Multinational corporations administer the business in multiple currencies. After each reporting period, these revenues get converted to the reporting company’s base currency. If foreign currencies increase in value relative to the firm’s base currency, this translation at more favorable rates will drive to more significant revenue numbers. Therefore, revenue growth may not reveal increased pricing power or more significant quantities sold, but just depreciation in the company’s home currency.

IT services companies like TCS and Accenture face different impacts on currency fluctuations. Each company has similar geographic mixes, with nearly half of each company’s revenues from the US. Since each company translates USD into a home currency for its consolidated financial statements, exchange rates will affect each company quite differently. TCS translates US dollars from its North American business into INR. Given the weakening of the INR against the US dollar, TCS has a higher chance of reporting higher revenues due to currency effects.

Analyzing The Company’s Performance In Business Valuations — Part 2: Mergers And Acquisitions (M&A)

Growth through acquisition may have very complex outcomes on value creation than internal growth because of the sizable premiums a business must pay to acquire another firm. Hence, it is essential to comprehend how firms have generated historical revenue growth: organic strategy or acquisition.

Companies need to disclose acquisitions on their financial statements. Without voluntary disclosure, removing the effect of acquisitions from stated revenues can be challenging. Unless an acquisition is regarded as material by the company’s accountants, business filings do not need to report or even notify the acquisition. For larger acquisitions, a firm will report pro forma statements that recast historical financials as though the acquisition gets executed at the start of the fiscal year. Organic revenue growth, then, should be estimated applying for the pro forma revenue numbers. If the target company openly reports its financial data, we can manually build pro forma statements by linking the acquirer’s revenue and target for the earlier year. However, be cautious: the bidder will introduce partial-year revenues from the target period after the acquisition closes. To remain consistent from year to year, reconstructed prior years must incorporate only partial-year revenue.

Accounting Changes And Irregularities

The Financial Accounting Standards Board (FASB) in the United States and the International Accounting Standards Board (IASB) offer recommendations every year regarding certain business transactions’ financial treatment through formal standards or topic notes published by authorized task forces. Differences in a company’s revenue recognition policy can significantly influence revenues through the year of adoption, misrepresenting the one-year growth rate. Hence, we need to reduce their effects on understanding actual historical revenue trends.

Decomposing Revenue Growth to Develop an Integrated Perspective of Growth Drivers

After eliminating the impacts of mergers and acquisitions, currency translations, and accounting changes from the year-to-year revenue growth numbers, examine organic revenue growth from an operational aspect.
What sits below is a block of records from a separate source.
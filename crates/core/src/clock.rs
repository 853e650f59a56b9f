// SPDX-License-Identifier: BUSL-1.1
// Copyright (c) 2026 Alfred Jean LLC

//! Clock abstraction so timestamps are injectable in tests.

use std::sync::atomic::{AtomicU64, Ordering};
use std::sync::Arc;
use std::time::{SystemTime, UNIX_EPOCH};

/// Source of "now", abstracted so tests can pin time without sleeping.
pub trait Clock: Send + Sync {
    /// Milliseconds since the Unix epoch.
    fn epoch_ms(&self) -> u64;
}

/// Wall-clock time from the OS.
#[derive(Clone, Copy, Default)]
pub struct SystemClock;

impl Clock for SystemClock {
    fn epoch_ms(&self) -> u64 {
        SystemTime::now()
            .duration_since(UNIX_EPOCH)
            .map(|d| d.as_millis() as u64)
            .unwrap_or(0)
    }
}

/// Deterministic clock for tests: starts at a fixed instant and only
/// advances when told to.
#[derive(Clone)]
pub struct FakeClock {
    millis: Arc<AtomicU64>,
}

impl FakeClock {
    pub fn new(start_ms: u64) -> Self {
        Self {
            millis: Arc::new(AtomicU64::new(start_ms)),
        }
    }

    /// Advance the clock by `ms` milliseconds, returning the new value.
    pub fn advance(&self, ms: u64) -> u64 {
        self.millis.fetch_add(ms, Ordering::SeqCst) + ms
    }

    pub fn set(&self, ms: u64) {
        self.millis.store(ms, Ordering::SeqCst);
    }
}

impl Default for FakeClock {
    fn default() -> Self {
        Self::new(0)
    }
}

impl Clock for FakeClock {
    fn epoch_ms(&self) -> u64 {
        self.millis.load(Ordering::SeqCst)
    }
}

#[cfg(test)]
#[path = "clock_tests.rs"]
mod tests;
Revenues = (Rev/Units) * Units

Applying this formula decides whether prices or quantities are accelerating growth. Do not, though, mix revenue per unit with a price. If revenue per unit is increasing, the change could be due to escalating prices, or the firm could be changing its product mix from low-price to high-price items.

Companies prefer to report depending on the industry’s standards and competitors’ practices. For example, most retailers give data on the number of stores they operate, the square feet in the stores, and the transaction volume. It is plausible to develop a deeper understanding of the business by linking distinct operating statistics to cumulative revenues.

For instance, Revenues = (Revenues/Stores) * No. of Stores

Credit Health and Capital Structure

Till now, we have concentrated on the company’s operating performance and its capacity to create value. We analyzed the principal drivers of value: a firm’s return on invested capital and organic revenue growth. In the closing step of historical analysis, we concentrate on how the business has funded its operations. What proportion of invested capital originates from creditors instead of from equity investors? Is this capital structure sustainable? Can the business endure an industry downturn? How much cash, if any, has been allocated to shareholders?

To estimate a company’s capital structure, we need to do four analyses. First, measure liquidity applying coverage ratios. Liquidity estimates the firm’s capability to suffice short-term obligations, like interest expenses and rental payments. Subsequent, assess leverage applying debt to EBITDA and debt to value. Leverage estimates the firm’s strength to meet commitments over the long term. To assess equity, calculate the payout ratio and operating value to EBITDA. The payout ratio estimates the percentage of income given to shareholders. Operating value to EBITDA estimates shareholders’ projected expectations of financial performance.

Measuring Leverage

Recently, interest rates have descended to abnormal lows, making interest coverage ratios uncharacteristically high. To assess leverage in this low-interest-rate environment, various analysts estimate and assess debt multiples such as debt to EBITDA or debt to EBITA. Given its much larger denominator, debt to EBITDA tends to be more steady, making estimates over time much clearer. The ratio further does a better work of identifying businesses exposed to rollover risk and widening default spreads, neither of which gets captured at low-interest rates.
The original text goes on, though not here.